If the animal hasn’t been treated then it should be excluded for at least 3 weeks after treatment, to allow any fleas to be controlled in its home environment first.
6. Your Family
Visiting relatives very often bring along dogs and other pets. These pets are part of the family and are never thought of as a potential flea problem. Sometimes we will ride in a relatives car where a dog has been present, and this is the source. You need to think of every environment you have been in.
7. Your Work Place
Many workplaces are subject to flea problems. Many working in construction or in the renovation and cleaning industries will have encountered fleas first hand when working in customers homes.
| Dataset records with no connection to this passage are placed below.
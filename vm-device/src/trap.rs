// Copyright © 2019 Intel Corporation. All Rights Reserved.
// SPDX-License-Identifier: Apache-2.0 and BSD-3-Clause

//! Guest trap management.
//!
//! [TrapMap](struct.TrapMap.html) maps guest physical address ranges to
//! traps. vCPUs look traps up on their exit path to turn a guest access into
//! an [ExitPacket](../packet/struct.ExitPacket.html).

use std::cmp::{Ord, Ordering, PartialEq, PartialOrd};
use std::collections::btree_map::BTreeMap;
use std::fmt;
use std::result;
use std::sync::{Arc, RwLock};

use thiserror::Error;
use vm_memory::{GuestAddress, GuestUsize};

use crate::packet::{ChannelError, ExitPacket, PacketChannel};

/// Guest physical address and size pair to describe a range.
#[derive(Eq, Debug, Copy, Clone)]
pub struct Range(pub GuestAddress, pub GuestUsize);

impl Range {
    /// Last address covered by the range.
    fn last(&self) -> u64 {
        self.0 .0 + (self.1 - 1)
    }

    fn contains(&self, addr: GuestAddress) -> bool {
        self.0 <= addr && addr.0 <= self.last()
    }
}

impl PartialEq for Range {
    fn eq(&self, other: &Range) -> bool {
        self.0 == other.0
    }
}

impl Ord for Range {
    fn cmp(&self, other: &Range) -> Ordering {
        self.0.cmp(&other.0)
    }
}

impl PartialOrd for Range {
    fn partial_cmp(&self, other: &Range) -> Option<Ordering> {
        Some(self.cmp(other))
    }
}

/// Kind of a trap.
#[derive(Clone, Copy, Debug, PartialEq, Eq)]
pub enum TrapKind {
    /// Doorbell in the memory address space, the access carries no data.
    Bell,
    /// Emulated MMIO region.
    Mem,
    /// Port I/O range.
    Io,
}

/// Error type for trap table usage.
#[derive(Error, Debug)]
pub enum TrapError {
    /// No trap covers the address.
    #[error("No trap covers address {0:#x}")]
    NotFound(u64),
    /// The range is empty or wraps around the address space.
    #[error("Invalid trap range {0:#x}+{1:#x}")]
    InvalidRange(u64, u64),
    /// The insertion failed because the new trap overlapped with an old one.
    #[error("Trap at {0:#x} overlaps an existing trap")]
    Overlap(u64),
    /// The trap has no channel to queue packets on.
    #[error("Trap with key {0:#x} has no packet channel")]
    NoChannel(u64),
    #[error("Failed to queue packet: {0}")]
    Queue(#[source] ChannelError),
    #[error("Trap table unavailable: {0}")]
    Unavailable(#[source] anyhow::Error),
}

/// Simplify the `Result` type.
pub type Result<T> = result::Result<T, TrapError>;

/// A registered trap.
pub struct Trap {
    kind: TrapKind,
    range: Range,
    key: u64,
    channel: Option<Arc<dyn PacketChannel>>,
}

impl Trap {
    pub fn new(
        kind: TrapKind,
        addr: GuestAddress,
        len: GuestUsize,
        key: u64,
        channel: Option<Arc<dyn PacketChannel>>,
    ) -> Self {
        Trap {
            kind,
            range: Range(addr, len),
            key,
            channel,
        }
    }

    pub fn kind(&self) -> TrapKind {
        self.kind
    }

    pub fn key(&self) -> u64 {
        self.key
    }

    pub fn addr(&self) -> GuestAddress {
        self.range.0
    }

    pub fn len(&self) -> GuestUsize {
        self.range.1
    }

    pub fn is_empty(&self) -> bool {
        self.range.1 == 0
    }

    pub fn contains(&self, addr: GuestAddress) -> bool {
        !self.is_empty() && self.range.contains(addr)
    }

    pub fn has_channel(&self) -> bool {
        self.channel.is_some()
    }

    /// Hands `packet` to the channel bound to this trap.
    pub fn queue(&self, packet: ExitPacket) -> Result<()> {
        match &self.channel {
            Some(channel) => channel.queue(packet).map_err(TrapError::Queue),
            None => Err(TrapError::NoChannel(self.key)),
        }
    }
}

impl fmt::Debug for Trap {
    fn fmt(&self, f: &mut fmt::Formatter) -> fmt::Result {
        f.debug_struct("Trap")
            .field("kind", &self.kind)
            .field("range", &self.range)
            .field("key", &self.key)
            .field("has_channel", &self.has_channel())
            .finish()
    }
}

/// Trap lookups done from the vCPU exit path.
///
/// Implementations are shared by all vCPUs of a guest and must handle
/// concurrent lookups.
pub trait TrapLookup: Send + Sync {
    /// Finds the trap covering `addr` in the address space of `kind`.
    ///
    /// `Bell` and `Mem` traps share the memory address space, so looking up
    /// either kind may return a trap of the other one.
    fn find_trap(&self, kind: TrapKind, addr: GuestAddress) -> Result<Arc<Trap>>;
}

/// Range mapping of the traps of one guest.
#[derive(Default)]
pub struct TrapMap {
    /// Bell and Mem traps.
    mem_traps: RwLock<BTreeMap<Range, Arc<Trap>>>,
    /// Io traps.
    io_traps: RwLock<BTreeMap<Range, Arc<Trap>>>,
}

impl TrapMap {
    pub fn new() -> Self {
        Self::default()
    }

    fn traps(&self, kind: TrapKind) -> &RwLock<BTreeMap<Range, Arc<Trap>>> {
        match kind {
            TrapKind::Bell | TrapKind::Mem => &self.mem_traps,
            TrapKind::Io => &self.io_traps,
        }
    }

    /// Registers a trap for `[addr, addr + len)`.
    pub fn insert_trap(
        &self,
        kind: TrapKind,
        addr: GuestAddress,
        len: GuestUsize,
        key: u64,
        channel: Option<Arc<dyn PacketChannel>>,
    ) -> Result<()> {
        if len == 0 || addr.0.checked_add(len - 1).is_none() {
            return Err(TrapError::InvalidRange(addr.0, len));
        }
        let range = Range(addr, len);

        let mut traps = self
            .traps(kind)
            .write()
            .map_err(|_| TrapError::Unavailable(anyhow!("trap map lock poisoned")))?;

        // Only the closest trap starting at or before the new one's last
        // address can overlap it.
        let last = Range(GuestAddress(range.last()), 0);
        if let Some((existing, _)) = traps.range(..=last).next_back() {
            if existing.last() >= addr.0 {
                return Err(TrapError::Overlap(addr.0));
            }
        }

        debug!(
            "Inserting {:?} trap at {:#x}+{:#x}, key {:#x}",
            kind, addr.0, len, key
        );
        traps.insert(range, Arc::new(Trap::new(kind, addr, len, key, channel)));
        Ok(())
    }

    /// Number of traps registered in the address space of `kind`.
    pub fn len(&self, kind: TrapKind) -> usize {
        self.traps(kind).read().map(|traps| traps.len()).unwrap_or(0)
    }
}

impl TrapLookup for TrapMap {
    fn find_trap(&self, kind: TrapKind, addr: GuestAddress) -> Result<Arc<Trap>> {
        let traps = self
            .traps(kind)
            .read()
            .map_err(|_| TrapError::Unavailable(anyhow!("trap map lock poisoned")))?;

        traps
            .range(..=Range(addr, 0))
            .next_back()
            .filter(|(range, _)| range.contains(addr))
            .map(|(_, trap)| trap.clone())
            .ok_or(TrapError::NotFound(addr.0))
    }
}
We sometimes go into severe flea infestations, and even with all the protective equipment and repellents, we are left picking the fleas of our legs at the end of the treatment. Nasty!
8. The Garden
This often surprises people, but it’s not as ridiculous as it seems. Some years back we had a family come to us for help with a flea problem which seemed to stem from the garden.
We completed a thorough investigation, and discovered that foxes and badgers had been resting in the children’s play house at night and foxes were seen their during the day. The fleas were large — They were human fleas and caused a terrible reaction on the children’s skin. We solved that flea problem, and the play house was re-sited.
Yes, that’s right, when buying second hand, rugs, clothes, sofas, animal baskets etc you can unwittingly bring in fleas. Second hand furniture, especially sofas and chairs carry other parasites like bed bugs as well so be diligent and ensure you look over these items very carefully. steam treatment can prove highly effective in situations like this.
10. Cars and Caravans
We get called out each year to fumigate cars, caravans — mobile and static, that are infested with fleas. It’s most common early in the year, when their interiors are not heated up to extremes. Cars and caravans can self sterilize in the heat of summer when their interiors will rise above 60C.
When buying second hand caravans and cars, it’s worth spending a little time in them first. Any suspected of having animals in them should be considered potentially suspect and you must be prepared for the costs. Caravans are commonly used by builders and other contractors working on site away from home.
They are used by multiple different people and this also creates the potential of bed bug infestation. One customer bought a caravan online for a few hundred pounds and was bitten an estimated 300 times in the first night. The treatment to eliminate the parasites feeding on him was going to cost more than he paid for the caravan!
In short you need to think outside the box. look at the ridiculous as respectfully as the obvious and be prepared to pay the price of having it fleas treated effectively. Cheap doesn’t work with fleas. Invest in getting it right and you will reap the peace of mind and comfort of being bite free for good.